Bien entendu, cette irruption est non seulement soudaine mais surtout éphémère. Ce qui se prête à toutes sortes de manipulations et de réinterprétations de la part des politiciens, garants des institutions « démocratiques » qui leur assurent leurs prérogatives (main-mise) sur la sphère politique. Cependant, pour brève et spontanée qu’elle soit, cette « apparition » du peuple sur la place publique n’en est pas moins lourde d’implications et de conséquences.

Elle implique l’affirmation (ou l’institution) d’une frontière de l’inacceptable qui sanctionne des actes prétendument « légaux » (effectués par des gouvernements élus) au nom d’une légitimité supérieure ne reposant pas sur les procédures, les institutions et les lois mais sur la volonté populaire immédiate (non médiatisée). On donne ainsi corps et vie au principe de la souveraineté populaire prétendument à l’origine de la démocratie, mais enseveli sous de profondes couches de procédures, de technocratie, de bureaucratie et de professionnalisation du politique.

En conséquence, elle oblige non seulement à des réaménagements de la scène politique, mais elle se donne comme principe de sa propre reproduction. Toutefois, il ne s’agit pas d’une reproduction pérenne, dans la mesure où ces soulèvements questionnent les institutions politiques sans nécessairement poser de nouvelles bases institutionnelles pour la perpétuation des principes qu’ils mettent de l’avant. Il s’agit plutôt d’une perpétuation « discontinue » de la liberté [1] à travers la mémoire de cette puissance collective du peuple rassemblé sous des symboles communs lui donnant une image unifiée de lui-même.

Il n’y a pas lieu de critiquer cette absence d’institutionnalisation ou d’instrumentalisation de l’action populaire dans la mesure où, sans ce relâchement des référents, sans la présence de « signifiants vides » (qui ne peuvent référer à rien en particulier pour pouvoir référer à l’ensemble des demandes et des désirs), il n’y aurait pas la possibilité pour une masse de déshérités de se rassembler autour de symboles communs.
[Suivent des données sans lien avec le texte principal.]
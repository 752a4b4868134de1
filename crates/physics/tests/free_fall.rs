use physics::PhysicsSim;

#[test]
fn sphere_free_fall_matches_analytic() {
    // initial height 10 m, no initial velocity, no drag
    let mut sim = PhysicsSim::new_single_sphere(10.0);
    sim.bodies[0].linear_damping = 0.0;
    let dt = 0.01_f32;
    let steps = 100_usize; // simulate 1 s so the sphere stays above ground
    let final_state = sim.run(dt, steps).unwrap();

    // analytic: h = h0 - 1/2 g t^2 (g = 9.81); semi-implicit Euler overshoots by g*dt*t/2
    let t = dt * steps as f32;
    let expected = 10.0 - 0.5 * 9.81 * t.powi(2);
    let diff = (final_state.position.y - expected).abs();
    assert!(diff < 0.06, "diff={diff}");
}

#[test]
fn sphere_comes_to_rest_on_floor() {
    let mut sim = PhysicsSim::new_single_sphere(3.0);
    sim.add_plane(physics::Vec3::Y, 0.0);
    let state = sim.run(0.02, 300).unwrap();
    assert!(state.position.y > 0.4 && state.position.y < 0.6, "y={}", state.position.y);
    assert!(state.linear_velocity.length() < 0.5);
}
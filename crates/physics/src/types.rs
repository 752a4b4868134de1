pub use glam::{Quat, Vec3};

/// Index of a dynamic rigid body inside a world.
pub type BodyId = usize;

/// Index of a drive joint inside a world.
pub type JointId = usize;

#[derive(Copy, Clone, Debug, PartialEq)]
pub struct Material {
    pub friction: f32,
    pub restitution: f32,
    pub density: f32,
}

impl Default for Material {
    fn default() -> Self {
        Self {
            friction: 0.5,
            restitution: 0.2,
            density: 1.0,
        }
    }
}

/// Kinematic state of a rigid body.
///
/// The local frame follows the usual game-engine convention: `+Z` is
/// forward, `+Y` is up and `+X` is right.
#[derive(Copy, Clone, Debug, PartialEq)]
pub struct BodyState {
    pub position: Vec3,
    pub rotation: Quat,
    pub linear_velocity: Vec3,
    pub angular_velocity: Vec3,
}

impl BodyState {
    #[must_use]
    pub const fn at(position: Vec3) -> Self {
        Self {
            position,
            rotation: Quat::IDENTITY,
            linear_velocity: Vec3::ZERO,
            angular_velocity: Vec3::ZERO,
        }
    }

    #[must_use]
    pub fn forward(&self) -> Vec3 {
        self.rotation * Vec3::Z
    }

    #[must_use]
    pub fn right(&self) -> Vec3 {
        self.rotation * Vec3::X
    }

    #[must_use]
    pub fn up(&self) -> Vec3 {
        self.rotation * Vec3::Y
    }

    /// Express a world-space point in this body's local frame.
    #[must_use]
    pub fn inverse_transform_point(&self, point: Vec3) -> Vec3 {
        self.rotation.inverse() * (point - self.position)
    }

    /// Express a local-space point in world space.
    #[must_use]
    pub fn transform_point(&self, point: Vec3) -> Vec3 {
        self.position + self.rotation * point
    }

    #[must_use]
    pub fn speed(&self) -> f32 {
        self.linear_velocity.length()
    }

    #[must_use]
    pub fn is_finite(&self) -> bool {
        self.position.is_finite()
            && self.rotation.is_finite()
            && self.linear_velocity.is_finite()
            && self.angular_velocity.is_finite()
    }
}

impl Default for BodyState {
    fn default() -> Self {
        Self::at(Vec3::ZERO)
    }
}

/// How a force or torque passed to the world is interpreted.
#[derive(Copy, Clone, Debug, PartialEq, Eq)]
pub enum ForceMode {
    /// Continuous force, divided by mass (or inertia).
    Force,
    /// Continuous acceleration, mass is ignored.
    Acceleration,
    /// Instant change of momentum.
    Impulse,
    /// Instant change of velocity, mass is ignored.
    VelocityChange,
}

/// A dynamic sphere body.
#[derive(Copy, Clone, Debug)]
pub struct RigidBody {
    pub state: BodyState,
    pub radius: f32,
    pub mass: f32,
    pub material: Material,
    pub use_gravity: bool,
    pub linear_damping: f32,
    pub angular_damping: f32,
    pub(crate) linear_accel: Vec3,
    pub(crate) angular_accel: Vec3,
}

impl RigidBody {
    #[must_use]
    pub fn new(state: BodyState, radius: f32, mass: f32, material: Material) -> Self {
        Self {
            state,
            radius,
            mass,
            material,
            use_gravity: true,
            linear_damping: 0.05,
            angular_damping: 0.5,
            linear_accel: Vec3::ZERO,
            angular_accel: Vec3::ZERO,
        }
    }

    /// Moment of inertia of a solid sphere.
    #[must_use]
    pub fn inertia(&self) -> f32 {
        0.4 * self.mass * self.radius * self.radius
    }
}

/// Infinite static plane `normal . p = d`; the side the normal points to is open space.
#[derive(Copy, Clone, Debug)]
pub struct Plane {
    pub normal: Vec3,
    pub d: f32,
    pub material: Material,
}

/// Static axis-aligned box used as terrain.
#[derive(Copy, Clone, Debug)]
pub struct StaticBox {
    pub center: Vec3,
    pub half_extents: Vec3,
    pub material: Material,
}

impl StaticBox {
    #[must_use]
    pub fn contains(&self, point: Vec3) -> bool {
        let local = (point - self.center).abs();
        local.x <= self.half_extents.x
            && local.y <= self.half_extents.y
            && local.z <= self.half_extents.z
    }
}

/// Anything a body can touch or a ray can hit.
#[derive(Copy, Clone, Debug, PartialEq, Eq, Hash, PartialOrd, Ord)]
pub enum Collider {
    Plane(usize),
    Box(usize),
    Body(BodyId),
}

impl Collider {
    /// Static level geometry, as opposed to another dynamic body.
    #[must_use]
    pub const fn is_terrain(self) -> bool {
        matches!(self, Self::Plane(_) | Self::Box(_))
    }
}

#[derive(Copy, Clone, Debug)]
pub struct PhysParams {
    pub gravity: Vec3,
    pub dt: f32,
}

impl Default for PhysParams {
    fn default() -> Self {
        Self {
            gravity: Vec3::new(0.0, -9.81, 0.0),
            dt: 0.02,
        }
    }
}
//! One attempt from reset to terminal.

use serde::Serialize;
use tracing::debug;

use crate::reward::{RewardLedger, ShapingTerm};

#[derive(Copy, Clone, Debug, PartialEq, Eq, Serialize)]
pub enum EpisodeState {
    Running,
    Terminal,
}

/// Why an episode stopped.
#[derive(Copy, Clone, Debug, PartialEq, Eq, Serialize)]
#[serde(rename_all = "snake_case")]
pub enum EpisodeEnd {
    GoalReached,
    Fell,
    Collided,
    /// Step limit reached; no terminal reward.
    Interrupted,
}

/// A terminal condition reported by an agent.
#[derive(Copy, Clone, Debug, PartialEq)]
pub struct Terminal {
    pub cause: EpisodeEnd,
    pub term: ShapingTerm,
    pub reward: f32,
}

#[derive(Clone, Debug)]
pub struct Episode {
    number: u64,
    start_time: f64,
    elapsed: f32,
    steps: u32,
    state: EpisodeState,
    end: Option<EpisodeEnd>,
    rewards: RewardLedger,
}

impl Episode {
    #[must_use]
    pub fn begin(number: u64, start_time: f64) -> Self {
        Self {
            number,
            start_time,
            elapsed: 0.0,
            steps: 0,
            state: EpisodeState::Running,
            end: None,
            rewards: RewardLedger::default(),
        }
    }

    #[must_use]
    pub fn number(&self) -> u64 {
        self.number
    }

    /// Simulation clock at reset.
    #[must_use]
    pub fn start_time(&self) -> f64 {
        self.start_time
    }

    /// Seconds since reset.
    #[must_use]
    pub fn elapsed(&self) -> f32 {
        self.elapsed
    }

    #[must_use]
    pub fn steps(&self) -> u32 {
        self.steps
    }

    #[must_use]
    pub fn state(&self) -> EpisodeState {
        self.state
    }

    #[must_use]
    pub fn is_running(&self) -> bool {
        self.state == EpisodeState::Running
    }

    #[must_use]
    pub fn end(&self) -> Option<EpisodeEnd> {
        self.end
    }

    #[must_use]
    pub fn rewards(&self) -> &RewardLedger {
        &self.rewards
    }

    #[must_use]
    pub fn cumulative_reward(&self) -> f32 {
        self.rewards.total()
    }

    /// Add a shaping term. Ignored once the episode is terminal.
    pub fn add_reward(&mut self, term: ShapingTerm, value: f32) {
        if self.is_running() {
            self.rewards.add(term, value);
        } else {
            debug!(episode = self.number, %term, value, "reward after terminal ignored");
        }
    }

    pub(crate) fn advance(&mut self, dt: f32) {
        self.steps += 1;
        self.elapsed += dt;
    }

    /// Move to `Terminal`. Returns `false` if the episode had already ended,
    /// in which case nothing changes.
    pub fn finish(&mut self, cause: EpisodeEnd, reward: Option<(ShapingTerm, f32)>) -> bool {
        if !self.is_running() {
            return false;
        }
        if let Some((term, value)) = reward {
            self.rewards.add(term, value);
        }
        self.state = EpisodeState::Terminal;
        self.end = Some(cause);
        true
    }
}

#[cfg(test)]
mod tests {
    use super::*;

    #[test]
    fn finish_is_edge_triggered() {
        let mut episode = Episode::begin(1, 0.0);
        assert!(episode.finish(EpisodeEnd::GoalReached, Some((ShapingTerm::Goal, 2.0))));
        assert!(!episode.finish(EpisodeEnd::GoalReached, Some((ShapingTerm::Goal, 2.0))));
        assert!((episode.cumulative_reward() - 2.0).abs() < 1e-6);
        assert_eq!(episode.end(), Some(EpisodeEnd::GoalReached));
    }

    #[test]
    fn terminal_episode_rejects_rewards() {
        let mut episode = Episode::begin(1, 0.0);
        episode.add_reward(ShapingTerm::Speed, 1.0);
        episode.finish(EpisodeEnd::Interrupted, None);
        episode.add_reward(ShapingTerm::Speed, 1.0);
        assert!((episode.cumulative_reward() - 1.0).abs() < 1e-6);
    }

    #[test]
    fn advance_counts_steps_and_time() {
        let mut episode = Episode::begin(3, 1.5);
        episode.advance(0.02);
        episode.advance(0.02);
        assert_eq!(episode.steps(), 2);
        assert!((episode.elapsed() - 0.04).abs() < 1e-6);
        assert!((episode.start_time() - 1.5).abs() < 1e-9);
    }
}
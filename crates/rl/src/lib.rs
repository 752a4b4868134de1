#![deny(clippy::all)]
#![warn(clippy::pedantic)]
#![allow(
    clippy::module_name_repetitions,
    clippy::cast_precision_loss,
    clippy::missing_errors_doc,
    clippy::missing_panics_doc
)]
//! # Episodic Control
//!
//! Drives one embodied agent through repeated observe, act, reward and
//! reset cycles over a [`physics::PhysicsWorld`].
//!
//! ## Key Components
//!
//! -   **[`ControlLoop`]:** owns the current [`Episode`] and runs one tick per
//!     fixed simulation step.
//! -   **[`Agent`]:** what an agent must provide: sensing, actuation, shaping
//!     terms, terminal conditions, reset placement and a heuristic.
//! -   **[`PolicySource`]:** where actions come from when not using the
//!     heuristic.
//! -   **Agents:** [`CaveCrawler`] and [`PogoBouncer`], each with a scene
//!     builder for the bundled [`physics::PhysicsSim`].
//!
//! ## Usage
//!
//! ```rust
//! use rl::{BehaviorMode, CaveCrawler, CaveCrawlerConfig, ControlLoop, LoopSettings};
//!
//! let (mut world, agent) = CaveCrawler::scene(CaveCrawlerConfig::default());
//! let settings = LoopSettings { max_steps: 50, ..LoopSettings::default() };
//! let mut control = ControlLoop::new(agent, BehaviorMode::Heuristic, settings);
//! control.initialize(&mut world).unwrap();
//! while !control.is_done() {
//!     world.step(settings.dt);
//!     control.tick(&mut world, settings.dt);
//! }
//! assert!(control.episode().steps() <= 50);
//! ```

pub mod action;
pub mod agents;
pub mod config;
pub mod control_loop;
pub mod env;
pub mod episode;
pub mod error;
pub mod observation;
pub mod policy;
pub mod reward;
pub mod sensor;
pub mod spawn;

pub use action::{SmoothnessNorm, SmoothnessPenalty};
pub use agents::{CaveCrawler, CaveCrawlerConfig, PogoBouncer, PogoBouncerConfig};
pub use config::{AgentKind, ArenaConfig};
pub use control_loop::{ControlLoop, LoopSettings, TickReport};
pub use env::Agent;
pub use episode::{Episode, EpisodeEnd, EpisodeState, Terminal};
pub use error::{ConfigError, ControlError};
pub use observation::{Observation, ObservationBuilder};
pub use policy::{BehaviorMode, FnPolicy, OperatorInput, PolicySource, RandomPolicy, ZeroPolicy};
pub use reward::{RewardLedger, ShapingTerm};
pub use sensor::RayFan;
pub use spawn::SpawnRegion;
Il y aurait plutôt lieu de questionner les pratiques de revendications sectorielles, parfaitement « instrumentalisées », permettant de formuler des demandes à l’État sans toutefois parvenir à mobiliser (sans même interpeller) les masses à travers l’expression politique de l’être ensemble.


[1Voir Martin Beaugh, L’expérience plébéienne. Une histoire discontinue de la liberté politique, Paris, Payot, 2007 (recensé dans AB ! no 24 – avril / mai 2008).